## Exercise
Find the line containing "Ledger entries, keyed" in the entries below. Restate it and each line after it, word for word, up to and including the line containing "pub const PREFIX_TOKEN_INFO: &[u8]".

Material for this exercise Start Marker

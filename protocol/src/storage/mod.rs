//! # Storage Module
//!
//! Everything VaultBank persists goes through a [`Store`]: a byte-keyed map
//! with atomic batch writes. Logic revisions never own their storage. They
//! read and write stable keys (see [`keys`]) whose shape is pinned by the
//! versioned [`layout`], which is what lets a later revision run over data an
//! earlier revision wrote.
//!
//! ## Architecture
//!
//! ```text
//! memory.rs: MemoryStore: BTreeMap behind a RwLock (tests, ephemeral runs)
//! db.rs    : SledStore: one sled tree per contract namespace
//! keys.rs  : stable key encoding for roles, pause flag, ledger, nonces
//! layout.rs: versioned slot layouts, compatibility and fingerprints
//! state.rs : StateTx overlay: staged writes, flush with undo, rollback
//! ```
//!
//! ## Encoding
//!
//! Values are bincode. Keys are raw bytes: a slot prefix followed by
//! fixed-width address bytes, so prefix scans enumerate a slot exactly.

pub mod db;
pub mod keys;
pub mod layout;
pub mod memory;
pub mod state;

use serde::de::DeserializeOwned;
use serde::Serialize;

pub use db::SledStore;
pub use layout::{LayoutError, LogicVersion, StorageLayout};
pub use memory::MemoryStore;
pub use state::{Snapshot, StateTx, StateView};

// ---------------------------------------------------------------------------
// Error Type
// ---------------------------------------------------------------------------

/// Errors that can occur during storage operations.
#[derive(Debug, thiserror::Error)]
pub enum StoreError {
    #[error("sled error: {0}")]
    Sled(#[from] sled::Error),

    #[error("serialization error: {0}")]
    Serialization(String),
}

pub type StoreResult<T> = Result<T, StoreError>;

// ---------------------------------------------------------------------------
// WriteBatch
// ---------------------------------------------------------------------------

/// An ordered set of writes applied atomically by [`Store::apply`].
///
/// `None` values are deletions.
#[derive(Debug, Clone, Default, PartialEq, Eq)]
pub struct WriteBatch {
    ops: Vec<(Vec<u8>, Option<Vec<u8>>)>,
}

impl WriteBatch {
    pub fn new() -> Self {
        Self::default()
    }

    pub fn put(&mut self, key: impl Into<Vec<u8>>, value: impl Into<Vec<u8>>) {
        self.ops.push((key.into(), Some(value.into())));
    }

    pub fn delete(&mut self, key: impl Into<Vec<u8>>) {
        self.ops.push((key.into(), None));
    }

    pub(crate) fn push(&mut self, key: Vec<u8>, value: Option<Vec<u8>>) {
        self.ops.push((key, value));
    }

    pub fn len(&self) -> usize {
        self.ops.len()
    }

    pub fn is_empty(&self) -> bool {
        self.ops.is_empty()
    }

    pub fn iter(&self) -> impl Iterator<Item = (&[u8], Option<&[u8]>)> {
        self.ops
            .iter()
            .map(|(k, v)| (k.as_slice(), v.as_deref()))
    }
}

// ---------------------------------------------------------------------------
// Store
// ---------------------------------------------------------------------------

/// A byte-keyed store with atomic batch writes.
///
/// Implementations must make [`apply`](Store::apply) all-or-nothing: a
/// reader never observes half a batch.
pub trait Store: Send + Sync {
    /// Reads a single key.
    fn get(&self, key: &[u8]) -> StoreResult<Option<Vec<u8>>>;

    /// Returns every `(key, value)` whose key starts with `prefix`, in key order.
    fn scan_prefix(&self, prefix: &[u8]) -> StoreResult<Vec<(Vec<u8>, Vec<u8>)>>;

    /// Applies a batch atomically.
    fn apply(&self, batch: &WriteBatch) -> StoreResult<()>;
}

// ---------------------------------------------------------------------------
// Value codec
// ---------------------------------------------------------------------------

/// Encodes a value for storage.
pub fn encode<T: Serialize>(value: &T) -> StoreResult<Vec<u8>> {
    bincode::serialize(value).map_err(|e| StoreError::Serialization(e.to_string()))
}

/// Decodes a stored value.
pub fn decode<T: DeserializeOwned>(bytes: &[u8]) -> StoreResult<T> {
    bincode::deserialize(bytes).map_err(|e| StoreError::Serialization(e.to_string()))
}
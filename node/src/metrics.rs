//! # Prometheus Metrics
//!
//! Operational metrics for the bank node, scraped at `/metrics` on the
//! metrics port. Everything lives in a dedicated registry prefixed
//! `vaultbank`, so nothing collides with the default global registry.

use axum::extract::State;
use axum::http::StatusCode;
use axum::response::IntoResponse;
use prometheus::{
    Encoder, HistogramOpts, HistogramVec, IntCounterVec, IntGauge, Opts, Registry, TextEncoder,
};
use std::sync::Arc;
use std::time::Duration;

use vaultbank_contracts::BankView;

/// Metric handles for the node. Handles are internally reference counted,
/// so clones observe the same series.
#[derive(Clone)]
pub struct BankMetrics {
    registry: Registry,
    /// Entry point calls by operation and outcome (`ok` or the error kind).
    pub operations_total: IntCounterVec,
    /// 1 while the bank is paused.
    pub bank_paused: IntGauge,
    /// Active logic revision number.
    pub logic_version: IntGauge,
    /// Time spent inside an entry point, lock wait included.
    pub operation_latency_seconds: HistogramVec,
}

impl BankMetrics {
    /// Creates and registers all metrics. Call once at startup.
    pub fn new() -> Result<Self, prometheus::Error> {
        let registry = Registry::new_custom(Some("vaultbank".into()), None)?;

        let operations_total = IntCounterVec::new(
            Opts::new("operations_total", "Bank entry point calls by outcome"),
            &["operation", "outcome"],
        )?;
        registry.register(Box::new(operations_total.clone()))?;

        let bank_paused = IntGauge::new("bank_paused", "1 while the bank is paused")?;
        registry.register(Box::new(bank_paused.clone()))?;

        let logic_version = IntGauge::new("logic_version", "Active logic revision")?;
        registry.register(Box::new(logic_version.clone()))?;

        let operation_latency_seconds = HistogramVec::new(
            HistogramOpts::new(
                "operation_latency_seconds",
                "Entry point latency in seconds",
            )
            .buckets(vec![
                0.0005, 0.001, 0.005, 0.01, 0.025, 0.05, 0.1, 0.25, 0.5, 1.0,
            ]),
            &["operation"],
        )?;
        registry.register(Box::new(operation_latency_seconds.clone()))?;

        Ok(Self {
            registry,
            operations_total,
            bank_paused,
            logic_version,
            operation_latency_seconds,
        })
    }

    /// Records one finished entry point call.
    pub fn observe(&self, operation: &str, outcome: &str, elapsed: Duration) {
        self.operations_total
            .with_label_values(&[operation, outcome])
            .inc();
        self.operation_latency_seconds
            .with_label_values(&[operation])
            .observe(elapsed.as_secs_f64());
    }

    /// Refreshes the gauges from committed bank state.
    pub fn record_state(&self, view: &BankView<'_>) {
        match view.is_paused() {
            Ok(paused) => self.bank_paused.set(i64::from(paused)),
            Err(e) => tracing::debug!(error = %e, "pause flag unavailable for metrics"),
        }
        match view.logic_version() {
            Ok(version) => self.logic_version.set(i64::from(version.as_u32())),
            Err(e) => tracing::debug!(error = %e, "logic version unavailable for metrics"),
        }
    }

    /// Encodes all registered metrics into the Prometheus text exposition format.
    pub fn encode(&self) -> Result<String, prometheus::Error> {
        let encoder = TextEncoder::new();
        let metric_families = self.registry.gather();
        let mut buffer = Vec::new();
        encoder.encode(&metric_families, &mut buffer)?;
        String::from_utf8(buffer).map_err(|e| prometheus::Error::Msg(e.to_string()))
    }
}

/// Shared metrics state passed to axum handlers.
pub type SharedMetrics = Arc<BankMetrics>;

/// Axum handler that renders `/metrics` in Prometheus text format.
pub async fn metrics_handler(State(metrics): State<SharedMetrics>) -> impl IntoResponse {
    match metrics.encode() {
        Ok(body) => (
            StatusCode::OK,
            [("content-type", "text/plain; version=0.0.4; charset=utf-8")],
            body,
        )
            .into_response(),
        Err(e) => {
            tracing::error!(error = %e, "failed to encode metrics");
            (StatusCode::INTERNAL_SERVER_ERROR, "metrics encoding failed").into_response()
        }
    }
}
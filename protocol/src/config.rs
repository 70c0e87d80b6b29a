//! # Protocol Configuration & Constants
//!
//! Every magic number in VaultBank lives here, next to the runtime
//! [`BankConfig`] that the node builds from its command line.
//!
//! The storage key prefixes below are part of the persisted layout. Changing
//! one after data has been written orphans that data, so the layout module
//! refuses to load a layout whose fingerprint does not match what is on disk.

use serde::{Deserialize, Serialize};
use std::fmt;
use std::str::FromStr;

// ---------------------------------------------------------------------------
// Identity
// ---------------------------------------------------------------------------

/// Length of an [`Address`](crate::address::Address) in bytes.
pub const ADDRESS_LENGTH: usize = 20;

/// Crate version, reported by the node.
pub const PROTOCOL_VERSION: &str = env!("CARGO_PKG_VERSION");

// ---------------------------------------------------------------------------
// Storage key prefixes
// ---------------------------------------------------------------------------

/// Proxy metadata: own address, active logic version, layout fingerprint.
pub const PREFIX_META: &[u8] = b"meta/";

/// Owner and admin role records.
pub const PREFIX_ROLES: &[u8] = b"roles/";

/// The pause flag.
pub const PREFIX_PAUSE: &[u8] = b"pause/";

/// Ledger entries, keyed by `account || asset`.
pub const PREFIX_LEDGER: &[u8] = b"ledger/";

/// Per-account transfer nonces (second revision onward).
pub const PREFIX_TRANSFER_NONCES: &[u8] = b"nonces/";

/// Token contract storage: balances keyed by holder.
pub const PREFIX_TOKEN_BALANCE: &[u8] = b"balance/";

/// Token contract storage: allowances keyed by `owner || spender`.
pub const PREFIX_TOKEN_ALLOWANCE: &[u8] = b"allowance/";

/// Token contract storage: metadata record.
pub const PREFIX_TOKEN_INFO: &[u8] = b"info/";

/// Native coin storage: platform balances keyed by holder.
pub const PREFIX_COIN_BALANCE: &[u8] = b"coin/";

// ---------------------------------------------------------------------------
// Signed transfers
// ---------------------------------------------------------------------------

/// Domain tag mixed into every signed transfer message. A signature made for
/// one bank deployment never verifies against another, because the bank's
/// address is part of the message too.
pub const TRANSFER_SIGNING_DOMAIN: &str = "vaultbank transfer authorization v1";

/// Context string for storage layout fingerprints.
pub const LAYOUT_FINGERPRINT_DOMAIN: &str = "vaultbank storage layout v1";

// ---------------------------------------------------------------------------
// Node defaults
// ---------------------------------------------------------------------------

/// Default HTTP API port.
pub const DEFAULT_RPC_PORT: u16 = 9841;

/// Default Prometheus metrics port.
pub const DEFAULT_METRICS_PORT: u16 = 9842;

/// Label the node uses to derive the bank's own address on `init`.
pub const BANK_ADDRESS_LABEL: &str = "vaultbank/proxy";

// ---------------------------------------------------------------------------
// Runtime configuration
// ---------------------------------------------------------------------------

/// Which entry points keep working while the bank is paused.
#[derive(Debug, Clone, Copy, PartialEq, Eq, Default, Serialize, Deserialize)]
#[serde(rename_all = "snake_case")]
pub enum PausePolicy {
    /// Every deposit, withdrawal and transfer is blocked.
    #[default]
    Strict,
    /// Withdrawals stay open so depositors can always exit; everything
    /// else is blocked.
    AllowWithdrawals,
}

impl fmt::Display for PausePolicy {
    fn fmt(&self, f: &mut fmt::Formatter<'_>) -> fmt::Result {
        match self {
            PausePolicy::Strict => write!(f, "strict"),
            PausePolicy::AllowWithdrawals => write!(f, "allow_withdrawals"),
        }
    }
}

impl FromStr for PausePolicy {
    type Err = String;

    fn from_str(s: &str) -> Result<Self, Self::Err> {
        match s.to_lowercase().replace('-', "_").as_str() {
            "strict" => Ok(PausePolicy::Strict),
            "allow_withdrawals" => Ok(PausePolicy::AllowWithdrawals),
            other => Err(format!("unknown pause policy: {}", other)),
        }
    }
}

/// Runtime settings for a bank deployment. Not persisted: every process
/// attaching to the storage supplies its own.
#[derive(Debug, Clone, Default, PartialEq, Eq, Serialize, Deserialize)]
pub struct BankConfig {
    /// Which operations are exempt from the pause switch.
    #[serde(default)]
    pub pause_policy: PausePolicy,
}

impl BankConfig {
    pub fn with_pause_policy(mut self, pause_policy: PausePolicy) -> Self {
        self.pause_policy = pause_policy;
        self
    }
}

Material for this exercise End Marker

## Solution to this task
/// Ledger entries, keyed by `account || asset`.
pub const PREFIX_LEDGER: &[u8] = b"ledger/";

/// Per-account transfer nonces (second revision onward).
pub const PREFIX_TRANSFER_NONCES: &[u8] = b"nonces/";

/// Token contract storage: balances keyed by holder.
pub const PREFIX_TOKEN_BALANCE: &[u8] = b"balance/";

/// Token contract storage: allowances keyed by `owner || spender`.
pub const PREFIX_TOKEN_ALLOWANCE: &[u8] = b"allowance/";

/// Token contract storage: metadata record.
pub const PREFIX_TOKEN_INFO: &[u8] = b"info/";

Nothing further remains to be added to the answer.